* Task objective: Of the lines listed below, return exactly those that run from the line containing "r.status = LeaveStatus::Cancelled;" through the line containing "pub async fn demo_engine()", both included.

* Entries shown:
use axum::{
    Json,
    extract::{Path, State, rejection::JsonRejection},
    http::StatusCode,
    response::IntoResponse,
};
use chrono::Utc;
use serde::Deserialize;

use crate::modules::leave::use_cases::approve_leave_request::command::ApproveLeaveRequest;
use crate::shell::state::AppState;

#[derive(Deserialize)]
pub struct ApproveLeaveRequestBody {
    pub approver_id: String,
    pub comment: Option<String>,
}

pub async fn handle(
    State(state): State<AppState>,
    Path(request_id): Path<String>,
    body: Result<Json<ApproveLeaveRequestBody>, JsonRejection>,
) -> impl IntoResponse {
    let Json(body) = match body {
        Ok(b) => b,
        Err(_) => return StatusCode::UNPROCESSABLE_ENTITY.into_response(),
    };

    let command = ApproveLeaveRequest {
        request_id,
        approver_id: body.approver_id,
        comment: body.comment,
        decided_at: Utc::now(),
    };

    match state.engine.approve_request(command).await {
        Ok(request) => Json(request).into_response(),
        Err(err) => err.into_response(),
    }
}
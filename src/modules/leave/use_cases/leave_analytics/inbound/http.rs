use axum::{
    Json,
    extract::{Path, State},
    response::IntoResponse,
};

use crate::shell::state::AppState;

pub async fn handle_monthly_usage(
    State(state): State<AppState>,
    Path(employee_id): Path<String>,
) -> impl IntoResponse {
    match state.engine.monthly_usage(&employee_id).await {
        Ok(usage) => Json(usage).into_response(),
        Err(err) => err.into_response(),
    }
}

/// Usage of the manager's direct reports.
pub async fn handle_team_usage(
    State(state): State<AppState>,
    Path(manager_id): Path<String>,
) -> impl IntoResponse {
    match state.engine.team_usage(&manager_id).await {
        Ok(usage) => Json(usage).into_response(),
        Err(err) => err.into_response(),
    }
}

pub async fn handle_sick_weekdays(
    State(state): State<AppState>,
    Path(employee_id): Path<String>,
) -> impl IntoResponse {
    match state.engine.sick_weekday_distribution(&employee_id).await {
        Ok(distribution) => Json(distribution).into_response(),
        Err(err) => err.into_response(),
    }
}
// Evolve function: combine a prior state with a new event to produce the next state.
//
// Boundaries
// - No input or output. No side effects.
// - Decisions only apply to pending requests; anything else falls through
//   unchanged, so replaying a duplicate event does not apply twice.

use crate::modules::leave::core::events::LeaveRequestEvent;
use crate::modules::leave::core::request::{LeaveRequest, LeaveStatus};
use crate::modules::leave::core::state::LeaveRequestState;

pub fn evolve(state: LeaveRequestState, event: LeaveRequestEvent) -> LeaveRequestState {
    match (state, event) {
        (LeaveRequestState::None, LeaveRequestEvent::LeaveRequestSubmittedV1(e)) => {
            LeaveRequestState::Requested(LeaveRequest {
                id: e.request_id,
                employee_id: e.employee_id,
                category: e.category,
                start_date: e.start_date,
                end_date: e.end_date,
                days: e.days,
                reason: e.reason,
                status: LeaveStatus::Pending,
                submitted_at: e.submitted_at,
                approver_id: None,
                decided_at: None,
                comment: None,
            })
        }
        (LeaveRequestState::Requested(mut r), LeaveRequestEvent::LeaveRequestApprovedV1(e))
            if r.status == LeaveStatus::Pending =>
        {
            r.status = LeaveStatus::Approved;
            r.days = e.days_debited;
            r.approver_id = Some(e.approver_id);
            r.decided_at = Some(e.decided_at);
            r.comment = e.comment;
            LeaveRequestState::Requested(r)
        }
        (LeaveRequestState::Requested(mut r), LeaveRequestEvent::LeaveRequestRejectedV1(e))
            if r.status == LeaveStatus::Pending =>
        {
            r.status = LeaveStatus::Rejected;
            r.approver_id = Some(e.approver_id);
            r.decided_at = Some(e.decided_at);
            r.comment = Some(e.comment);
            LeaveRequestState::Requested(r)
        }
        (LeaveRequestState::Requested(mut r), LeaveRequestEvent::LeaveRequestCancelledV1(e))
            if r.status == LeaveStatus::Pending =>
        {
            r.status = LeaveStatus::Cancelled;
            r.decided_at = Some(e.cancelled_at);
            LeaveRequestState::Requested(r)
        }
        (state, _) => state,
    }
}

/// Folds a whole stream from the blank state.
pub fn fold(events: impl IntoIterator<Item = LeaveRequestEvent>) -> LeaveRequestState {
    events.into_iter().fold(LeaveRequestState::None, evolve)
}
use crate::modules::leave::core::events::LeaveRequestEvent;
use crate::modules::leave::core::policy::PolicyCatalog;
use crate::modules::leave::engine::LeaveEngine;
use crate::shared::infrastructure::event_store::in_memory::InMemoryEventStore;
use crate::shell::seed;
use crate::tests::fixtures::directory::{demo_directory, demo_holidays};
use rstest::fixture;
use std::sync::Arc;

pub type TestStore = InMemoryEventStore<LeaveRequestEvent>;
pub type TestEngine = LeaveEngine<TestStore>;

pub fn engine_with(store: TestStore) -> TestEngine {
    LeaveEngine::new(
        demo_directory(),
        PolicyCatalog::with_defaults(),
        demo_holidays(),
        Arc::new(store),
    )
    .unwrap()
}

/// Demo directory and holidays, no requests, full balances.
#[fixture]
pub fn empty_engine() -> TestEngine {
    engine_with(TestStore::new())
}

#[fixture]
pub fn offline_engine() -> TestEngine {
    let mut store = TestStore::new();
    store.toggle_offline();
    engine_with(store)
}

/// The demo engine with L001 to L005 imported.
#[fixture]
pub async fn demo_engine() -> TestEngine {
    seed::demo_engine().await.unwrap()
}
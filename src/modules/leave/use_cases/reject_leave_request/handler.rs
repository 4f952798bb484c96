use crate::modules::leave::core::decision::DecideError;
use crate::modules::leave::core::events::LeaveRequestEvent;
use crate::modules::leave::core::evolve::fold;
use crate::modules::leave::core::request::LeaveRequest;
use crate::modules::leave::engine::{LeaveEngine, stream_id};
use crate::modules::leave::errors::ApplicationError;
use crate::modules::leave::use_cases::reject_leave_request::command::RejectLeaveRequest;
use crate::modules::leave::use_cases::reject_leave_request::decide::decide_reject;
use crate::shared::infrastructure::event_store::EventStore;
use tracing::{info, warn};

impl<S> LeaveEngine<S>
where
    S: EventStore<LeaveRequestEvent> + 'static,
{
    pub async fn reject_request(
        &self,
        command: RejectLeaveRequest,
    ) -> Result<LeaveRequest, ApplicationError> {
        let request_id = command.request_id.clone();
        let (stream, state) = self.load_state(&request_id).await?;
        let events = decide_reject(&state, command, &self.directory).inspect_err(|err| {
            warn!(request_id = %request_id, error = %err, "leave rejection refused");
        })?;
        self.event_store
            .append(&stream_id(&request_id), stream.version, &events)
            .await?;

        let request = fold(stream.events.into_iter().chain(events))
            .into_request()
            .ok_or_else(|| DecideError::NotFound(request_id.clone()))?;
        info!(request_id = %request.id, employee_id = %request.employee_id, "leave request rejected");
        Ok(request)
    }
}
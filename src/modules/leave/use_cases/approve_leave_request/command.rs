use crate::shared::core::primitives::{EmployeeId, RequestId};
use chrono::{DateTime, Utc};

#[derive(Debug, Clone, PartialEq, Eq)]
pub struct ApproveLeaveRequest {
    pub request_id: RequestId,
    pub approver_id: EmployeeId,
    pub comment: Option<String>,
    pub decided_at: DateTime<Utc>,
}
// The leave engine aggregate.
//
// Purpose
// - Own the directory, policy catalog, holiday calendar, balance ledger and
//   the request event store, and hand them to the use case handlers.
//
// Concurrency
// - The ledger mutex is the approval boundary: re-validation, debit and the
//   append of the approval all happen while it is held.
// - Lock order is ledger, then holidays.
// - Everything else relies on optimistic concurrency in the event store.

use crate::modules::leave::core::balance::BalanceLedger;
use crate::modules::leave::core::calendar::HolidayCalendar;
use crate::modules::leave::core::decision::DecideError;
use crate::modules::leave::core::directory::Directory;
use crate::modules::leave::core::events::LeaveRequestEvent;
use crate::modules::leave::core::evolve::fold;
use crate::modules::leave::core::policy::PolicyCatalog;
use crate::modules::leave::core::request::{LeaveRequest, LeaveStatus};
use crate::modules::leave::core::state::LeaveRequestState;
use crate::modules::leave::core::validation::ValidationContext;
use crate::modules::leave::errors::ApplicationError;
use crate::shared::infrastructure::event_store::{EventStore, LoadedStream};
use chrono::{DateTime, Utc};
use std::sync::Arc;
use tokio::sync::{Mutex, RwLock};
use tracing::{info, warn};

pub fn stream_id(request_id: &str) -> String {
    format!("LeaveRequest-{request_id}")
}

pub struct LeaveEngine<S>
where
    S: EventStore<LeaveRequestEvent> + 'static,
{
    pub(crate) directory: Directory,
    pub(crate) policies: PolicyCatalog,
    pub(crate) holidays: RwLock<HolidayCalendar>,
    pub(crate) ledger: Mutex<BalanceLedger>,
    pub(crate) event_store: Arc<S>,
}

impl<S> LeaveEngine<S>
where
    S: EventStore<LeaveRequestEvent> + 'static,
{
    /// Opens a full-entitlement balance account for every employee.
    pub fn new(
        directory: Directory,
        policies: PolicyCatalog,
        holidays: HolidayCalendar,
        event_store: Arc<S>,
    ) -> Result<Self, ApplicationError> {
        let mut ledger = BalanceLedger::new();
        for employee in directory.iter() {
            let policy =
                policies
                    .get(&employee.policy)
                    .ok_or_else(|| ApplicationError::UnknownPolicy {
                        employee_id: employee.id.clone(),
                        policy: employee.policy.clone(),
                    })?;
            ledger.open(employee.id.clone(), policy);
        }
        Ok(Self {
            directory,
            policies,
            holidays: RwLock::new(holidays),
            ledger: Mutex::new(ledger),
            event_store,
        })
    }

    pub fn directory(&self) -> &Directory {
        &self.directory
    }

    pub fn policies(&self) -> &PolicyCatalog {
        &self.policies
    }

    pub fn event_store(&self) -> &Arc<S> {
        &self.event_store
    }

    /// Appends pre-existing request streams and charges the ledger for every
    /// request that ends up approved. Each stream must be new; a request id
    /// already in the store fails with `AlreadyExists`.
    pub async fn import_history(
        &self,
        streams: Vec<Vec<LeaveRequestEvent>>,
    ) -> Result<(), ApplicationError> {
        let mut ledger = self.ledger.lock().await;
        let mut imported = 0usize;
        for events in streams {
            let Some(request) = fold(events.iter().cloned()).into_request() else {
                continue;
            };
            let stream_id = stream_id(&request.id);
            let stream = self.event_store.load(&stream_id).await?;
            if stream.version != 0 {
                warn!(request_id = %request.id, "history import refused, request already recorded");
                return Err(DecideError::AlreadyExists(request.id).into());
            }
            let charged = request.status == LeaveStatus::Approved;
            if charged {
                ledger.debit(&request.employee_id, request.category, request.days)?;
            }
            if let Err(err) = self.event_store.append(&stream_id, 0, &events).await {
                if charged {
                    ledger.credit(&request.employee_id, request.category, request.days)?;
                }
                warn!(request_id = %request.id, error = %err, "history import failed, debit rolled back");
                return Err(err.into());
            }
            imported += 1;
        }
        info!(imported, "leave history imported");
        Ok(())
    }

    pub async fn request(&self, request_id: &str) -> Result<LeaveRequest, ApplicationError> {
        let (_, state) = self.load_state(request_id).await?;
        state
            .into_request()
            .ok_or_else(|| DecideError::NotFound(request_id.to_string()).into())
    }

    pub(crate) async fn load_state(
        &self,
        request_id: &str,
    ) -> Result<(LoadedStream<LeaveRequestEvent>, LeaveRequestState), ApplicationError> {
        let stream = self.event_store.load(&stream_id(request_id)).await?;
        let state = fold(stream.events.iter().cloned());
        Ok((stream, state))
    }

    /// Every request in the store, folded.
    pub(crate) async fn load_requests(&self) -> Result<Vec<LeaveRequest>, ApplicationError> {
        Ok(self
            .event_store
            .load_all()
            .await?
            .into_iter()
            .filter_map(|(_, stream)| fold(stream.events).into_request())
            .collect())
    }

    pub(crate) fn context<'a>(
        &'a self,
        ledger: &'a BalanceLedger,
        holidays: &'a HolidayCalendar,
        requests: &'a [LeaveRequest],
        now: DateTime<Utc>,
    ) -> ValidationContext<'a> {
        ValidationContext {
            directory: &self.directory,
            policies: &self.policies,
            ledger,
            holidays,
            requests,
            now,
        }
    }
}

* Written solution:
            r.status = LeaveStatus::Cancelled;
            r.decided_at = Some(e.cancelled_at);
            LeaveRequestState::Requested(r)
        }
        (state, _) => state,
    }
}

/// Folds a whole stream from the blank state.
pub fn fold(events: impl IntoIterator<Item = LeaveRequestEvent>) -> LeaveRequestState {
    events.into_iter().fold(LeaveRequestState::None, evolve)
}
use crate::modules::leave::core::events::LeaveRequestEvent;
use crate::modules::leave::core::policy::PolicyCatalog;
use crate::modules::leave::engine::LeaveEngine;
use crate::shared::infrastructure::event_store::in_memory::InMemoryEventStore;
use crate::shell::seed;
use crate::tests::fixtures::directory::{demo_directory, demo_holidays};
use rstest::fixture;
use std::sync::Arc;

pub type TestStore = InMemoryEventStore<LeaveRequestEvent>;
pub type TestEngine = LeaveEngine<TestStore>;

pub fn engine_with(store: TestStore) -> TestEngine {
    LeaveEngine::new(
        demo_directory(),
        PolicyCatalog::with_defaults(),
        demo_holidays(),
        Arc::new(store),
    )
    .unwrap()
}

/// Demo directory and holidays, no requests, full balances.
#[fixture]
pub fn empty_engine() -> TestEngine {
    engine_with(TestStore::new())
}

#[fixture]
pub fn offline_engine() -> TestEngine {
    let mut store = TestStore::new();
    store.toggle_offline();
    engine_with(store)
}

/// The demo engine with L001 to L005 imported.
#[fixture]
pub async fn demo_engine() -> TestEngine {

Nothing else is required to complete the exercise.